Growing up as a self-proclaimed "Army brat," Michelle Outerbridge had the opportunity to experience life in many communities. However, Outerbridge, an account manager for an Ellicott City-based accounting firm, has never seen a place quite like Howard County.
"People are amazingly active and constantly looking to the future," she said.
For this reason, the Arundel County resident is excited to participate in the inaugural class of Leadership Essentials, a program of Leadership Howard County that targets emerging young professional leaders between the ages of 25 and 35. The six-month program consists of three parts: skill building, coaching and community service.
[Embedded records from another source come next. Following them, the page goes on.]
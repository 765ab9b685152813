use kube::api::Resource;

use super::*;

impl<T: Resource> KubeResourceExt for T {
    fn namespaced_name(&self) -> String {
        match self.namespace() {
            Some(ns) => format!("{}/{}", ns, self.name_any()),
            None => self.name_any(),
        }
    }

    fn matches(&self, sel: &LabelSelector) -> bool {
        sel.matches(self.labels())
    }
}
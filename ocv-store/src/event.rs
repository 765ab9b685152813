use std::fmt;

use ocv_core::prelude::*;

// Everything an event source can tell us about a collection.  The first event for any collection
// is always a Snapshot; after that we only get single-object changes (until the source re-lists,
// at which point we get another Snapshot).
#[derive(Clone, Debug, PartialEq)]
pub enum WatchEvent {
    Snapshot(Vec<DynamicObject>),
    Upsert(DynamicObject),
    Delete(String),
}

#[derive(Clone, Copy, Debug, Eq, PartialEq)]
pub enum WatchAction {
    Added,
    Modified,
    Deleted,
}

impl fmt::Display for WatchAction {
    fn fmt(&self, f: &mut fmt::Formatter) -> fmt::Result {
        match self {
            WatchAction::Added => write!(f, "ADDED"),
            WatchAction::Modified => write!(f, "MODIFIED"),
            WatchAction::Deleted => write!(f, "DELETED"),
        }
    }
}

// What the store actually did with a WatchEvent; this is what the association engine and the
// views key their recomputation off of.  Upserts and deletes only carry the name, the current
// object (if any) is always read back out of the store.
#[derive(Clone, Debug, Eq, PartialEq)]
pub enum StoreChange {
    Snapshot,
    Upsert { name: String, action: WatchAction },
    Delete { name: String },
}

impl StoreChange {
    pub fn action(&self) -> Option<WatchAction> {
        match self {
            StoreChange::Snapshot => None,
            StoreChange::Upsert { action, .. } => Some(*action),
            StoreChange::Delete { .. } => Some(WatchAction::Deleted),
        }
    }

    pub fn name(&self) -> Option<&str> {
        match self {
            StoreChange::Snapshot => None,
            StoreChange::Upsert { name, .. } | StoreChange::Delete { name } => Some(name),
        }
    }
}
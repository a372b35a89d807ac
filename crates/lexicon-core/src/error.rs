//! Error taxonomy for keyword operations.
//!
//! Validation failures (authorization, unknown field) abort a batch before it
//! starts; host failures surface as [`CatalogError`] and propagate. A missing
//! per-object mutator is deliberately *not* an error, see
//! [`WriteOutcome::NoMutator`](crate::catalog::WriteOutcome).

use serde::{Deserialize, Serialize};

/// Result alias for operations exposed by this crate.
pub type KeywordResult<T> = Result<T, KeywordError>;

/// Result alias for host catalog operations.
pub type CatalogResult<T> = Result<T, CatalogError>;

/// Failures reported by a host catalog implementation.
#[derive(Debug, Clone, Serialize, Deserialize, thiserror::Error)]
pub enum CatalogError {
    #[error("object not found: {0}")]
    NotFound(String),

    #[error("query error: {0}")]
    Query(String),

    #[error("reindex error: {0}")]
    Reindex(String),

    #[error("internal error: {0}")]
    Internal(String),
}

/// Errors surfaced by the keyword manager and the similarity layer.
#[derive(Debug, thiserror::Error)]
pub enum KeywordError {
    /// The caller lacks the manage-keywords capability for the target scope.
    /// Raised before any query or mutation.
    #[error("not permitted to manage keywords{}", scope_suffix(.scope))]
    Unauthorized {
        /// Scope the capability was checked against, whole repository if absent.
        scope: Option<String>,
    },

    /// The requested field is not a managed keyword field.
    #[error("{0} is not a valid keyword field")]
    InvalidField(String),

    /// A similarity operand was neither decoded text nor valid UTF-8 bytes.
    #[error("invalid similarity operand: {0}")]
    InvalidInput(String),

    /// The host catalog failed.
    #[error(transparent)]
    Catalog(#[from] CatalogError),
}

fn scope_suffix(scope: &Option<String>) -> String {
    match scope {
        Some(path) => format!(" in {path}"),
        None => String::new(),
    }
}

#[cfg(test)]
mod tests {
    use super::*;

    #[test]
    fn test_unauthorized_message_includes_scope() {
        let err = KeywordError::Unauthorized {
            scope: Some("/site/news".to_string()),
        };
        assert_eq!(
            err.to_string(),
            "not permitted to manage keywords in /site/news"
        );

        let err = KeywordError::Unauthorized { scope: None };
        assert_eq!(err.to_string(), "not permitted to manage keywords");
    }

    #[test]
    fn test_invalid_field_message() {
        let err = KeywordError::InvalidField("Title".to_string());
        assert_eq!(err.to_string(), "Title is not a valid keyword field");
    }

    #[test]
    fn test_catalog_error_converts() {
        let err: KeywordError = CatalogError::Query("bad filter".to_string()).into();
        assert!(matches!(err, KeywordError::Catalog(_)));
        assert_eq!(err.to_string(), "query error: bad filter");
    }

    #[test]
    fn test_catalog_error_serialization() {
        let err = CatalogError::NotFound("abc".to_string());
        let json = serde_json::to_string(&err).expect("serialize");
        let back: CatalogError = serde_json::from_str(&json).expect("deserialize");
        assert!(matches!(back, CatalogError::NotFound(id) if id == "abc"));
    }
}
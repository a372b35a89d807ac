//! Value types for keywords, field values, queries, and object handles.
//!
//! Keywords are plain UTF-8 text. They have no identity of their own: they
//! exist only as entries inside field values on content objects and as rows
//! in the host catalog's index.

use std::collections::BTreeSet;
use std::fmt;

use serde::{Deserialize, Serialize};
use uuid::Uuid;

use crate::error::{KeywordError, KeywordResult};

/// Opaque handle for a content object held by the host catalog.
#[derive(
    Debug, Clone, Copy, PartialEq, Eq, Hash, PartialOrd, Ord, Serialize, Deserialize,
)]
pub struct ObjectId(pub Uuid);

impl ObjectId {
    /// Mint a fresh random handle.
    pub fn random() -> Self {
        Self(Uuid::new_v4())
    }
}

impl fmt::Display for ObjectId {
    fn fmt(&self, f: &mut fmt::Formatter<'_>) -> fmt::Result {
        self.0.fmt(f)
    }
}

/// A `/`-separated path restricting an operation to a subtree of content.
#[derive(Debug, Clone, PartialEq, Eq, Serialize, Deserialize)]
pub struct ScopePath(String);

impl ScopePath {
    /// Build a scope from a path. Trailing slashes are dropped so that
    /// `/site/news` and `/site/news/` denote the same subtree.
    pub fn new(path: impl Into<String>) -> Self {
        let path = path.into();
        let trimmed = path.trim_end_matches('/');
        if trimmed.is_empty() {
            Self("/".to_string())
        } else {
            Self(trimmed.to_string())
        }
    }

    pub fn as_str(&self) -> &str {
        &self.0
    }

    /// True when `path` is the scope root itself or lies underneath it.
    pub fn contains(&self, path: &str) -> bool {
        if self.0 == "/" {
            return path.starts_with('/');
        }
        match path.strip_prefix(self.0.as_str()) {
            Some(rest) => rest.is_empty() || rest.starts_with('/'),
            None => false,
        }
    }
}

impl fmt::Display for ScopePath {
    fn fmt(&self, f: &mut fmt::Formatter<'_>) -> fmt::Result {
        f.write_str(&self.0)
    }
}

impl From<&str> for ScopePath {
    fn from(path: &str) -> Self {
        Self::new(path)
    }
}

/// Similarity operand: decoded text or raw byte text.
///
/// Both shapes normalize to UTF-8 text before scoring. Bytes that do not
/// decode surface [`KeywordError::InvalidInput`].
#[derive(Debug, Clone, PartialEq, Eq)]
pub enum TextInput {
    Text(String),
    Bytes(Vec<u8>),
}

impl TextInput {
    /// View the operand as text, decoding byte input.
    pub fn as_text(&self) -> KeywordResult<&str> {
        match self {
            TextInput::Text(s) => Ok(s),
            TextInput::Bytes(b) => std::str::from_utf8(b).map_err(|err| {
                KeywordError::InvalidInput(format!("byte operand is not valid UTF-8: {err}"))
            }),
        }
    }
}

impl From<&str> for TextInput {
    fn from(s: &str) -> Self {
        TextInput::Text(s.to_string())
    }
}

impl From<String> for TextInput {
    fn from(s: String) -> Self {
        TextInput::Text(s)
    }
}

impl From<&[u8]> for TextInput {
    fn from(b: &[u8]) -> Self {
        TextInput::Bytes(b.to_vec())
    }
}

impl From<Vec<u8>> for TextInput {
    fn from(b: Vec<u8>) -> Self {
        TextInput::Bytes(b)
    }
}

/// The value of a keyword-bearing field on a content object.
///
/// The shape is resolved per object by the host's field accessor, not
/// statically per field: two objects indexed under the same field may expose
/// different shapes.
#[derive(Debug, Clone, PartialEq, Eq, Serialize, Deserialize)]
pub enum FieldValue {
    /// Unordered collection of distinct keywords.
    Multi(BTreeSet<String>),
    /// A single keyword, possibly absent.
    Mono(Option<String>),
}

impl FieldValue {
    /// Build a multi-valued field from any keyword iterator. Duplicates
    /// collapse.
    pub fn multi<I, S>(values: I) -> Self
    where
        I: IntoIterator<Item = S>,
        S: Into<String>,
    {
        FieldValue::Multi(values.into_iter().map(Into::into).collect())
    }

    /// Build a mono-valued field holding `value`.
    pub fn mono(value: impl Into<String>) -> Self {
        FieldValue::Mono(Some(value.into()))
    }

    /// An empty multi-valued field.
    pub fn empty() -> Self {
        FieldValue::Multi(BTreeSet::new())
    }

    /// True when the field holds no keyword at all.
    pub fn is_empty(&self) -> bool {
        match self {
            FieldValue::Multi(values) => values.is_empty(),
            FieldValue::Mono(value) => value.is_none(),
        }
    }

    /// True when `keyword` is present in the field.
    pub fn contains(&self, keyword: &str) -> bool {
        match self {
            FieldValue::Multi(values) => values.contains(keyword),
            FieldValue::Mono(value) => value.as_deref() == Some(keyword),
        }
    }

    /// The keywords currently held.
    pub fn keywords(&self) -> Vec<&str> {
        match self {
            FieldValue::Multi(values) => values.iter().map(String::as_str).collect(),
            FieldValue::Mono(value) => value.iter().map(String::as_str).collect(),
        }
    }
}

/// Kind of a catalog field. Only keyword fields are manageable.
#[derive(Debug, Clone, Copy, PartialEq, Eq, Serialize, Deserialize)]
#[serde(rename_all = "snake_case")]
pub enum FieldKind {
    Keyword,
    Other,
}

/// A field declared by the host catalog.
#[derive(Debug, Clone, PartialEq, Eq, Serialize, Deserialize)]
pub struct FieldSpec {
    pub name: String,
    pub kind: FieldKind,
}

impl FieldSpec {
    pub fn keyword(name: impl Into<String>) -> Self {
        Self {
            name: name.into(),
            kind: FieldKind::Keyword,
        }
    }

    pub fn other(name: impl Into<String>) -> Self {
        Self {
            name: name.into(),
            kind: FieldKind::Other,
        }
    }

    pub fn is_keyword(&self) -> bool {
        self.kind == FieldKind::Keyword
    }
}

/// Query for the objects whose `field` holds any of `values`, optionally
/// restricted to a subtree.
#[derive(Debug, Clone, PartialEq, Eq, Serialize, Deserialize)]
pub struct KeywordQuery {
    pub field: String,
    pub values: BTreeSet<String>,
    #[serde(default, skip_serializing_if = "Option::is_none")]
    pub scope: Option<ScopePath>,
}

impl KeywordQuery {
    pub fn new<I, S>(field: impl Into<String>, values: I) -> Self
    where
        I: IntoIterator<Item = S>,
        S: Into<String>,
    {
        Self {
            field: field.into(),
            values: values.into_iter().map(Into::into).collect(),
            scope: None,
        }
    }

    /// Builder-style: restrict the query to a subtree.
    #[must_use]
    pub fn with_scope(mut self, scope: ScopePath) -> Self {
        self.scope = Some(scope);
        self
    }
}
More than 100 people attended the kickoff reception last month.
Ed Ely, co-chairman of the steering committee of Leadership Essentials, described his enthusiasm about the kickoff and the future of the program.
"You can feel the excitement in the air," Ely said. "I'm so happy that this program is finally getting off the ground."
The 23 participants will improve their leadership skills and learn about building relationships and conflict resolution.
Leadership Howard County has spent the past two years researching and developing the program. A national trend, leadership programs for young professionals have popped up around the country during the past few years.
Laurie Remer, associate director of Leadership Howard County, first came across the trend when she attended a presentation by Bridge Builders in Cleveland at the 2005 Community Leadership Association conference.
"I was so excited," Remer said. "I knew right away that this program was perfect for Howard County. It was great that when I got home and talked about it, people overwhelmingly agreed."
Ellicott City resident Robyn Parker, a Leadership Essentials participant, was recently promoted to assistant manager at Howard Bank. She hopes that the skills she learns in the program will help her at work on a daily basis.
"I want to learn how to motivate others and turn seemingly negative situations into positive ones," Parker said. "That's what being a leader is about. It's great to live in a community that cares so much about us."
Like Parker, Matthew Lautzenheiser, senior financial analyst at Howard County General Hospital, is excited to participate in the program.
"Leadership Essentials will help open the door for me to make an investment in my community," Lautzenheiser said. "I'm ready to make that investment and get involved with leadership and service activities in Howard County."
Outerbridge, Parker, Lautzenheiser and the other participants will be matched with an established professional who will serve as their coach throughout the program. This provides the participants with a one-on-one relationship with an experienced community leader.
Peggy Alexander, a certified life coach, said she is thrilled to be Outerbridge's coach.
"I love working with young leaders in the community," Alexander said. "I think coaching is a great complement to leadership skill development because it allows them to get ahead."
Joseph Hines, president and chief executive officer of Success Behavior Institute, will join Alexander as a coach.
"I want to give back to the community," Hines said. "I hope I'm able to teach others about self-awareness and confidence."
All members of the Leadership Essentials Class of 2008 will have the opportunity to work on one of six community service projects. Pat Heineman, a community service project host, said she hopes her group can help develop effective marketing strategies to encourage young professionals to participate in Neighbor Ride, an organization that provides transportation for the elderly.
"This is a great opportunity for [participants] to have hands-on leadership opportunities," Heineman said. "I can't wait to see what they come up with. After all, they are trying to market to themselves."
Ely summed up the energy and drive behind the program as a whole.
"[The participants] don't know what can't be done and go about proving that it can be done," he said.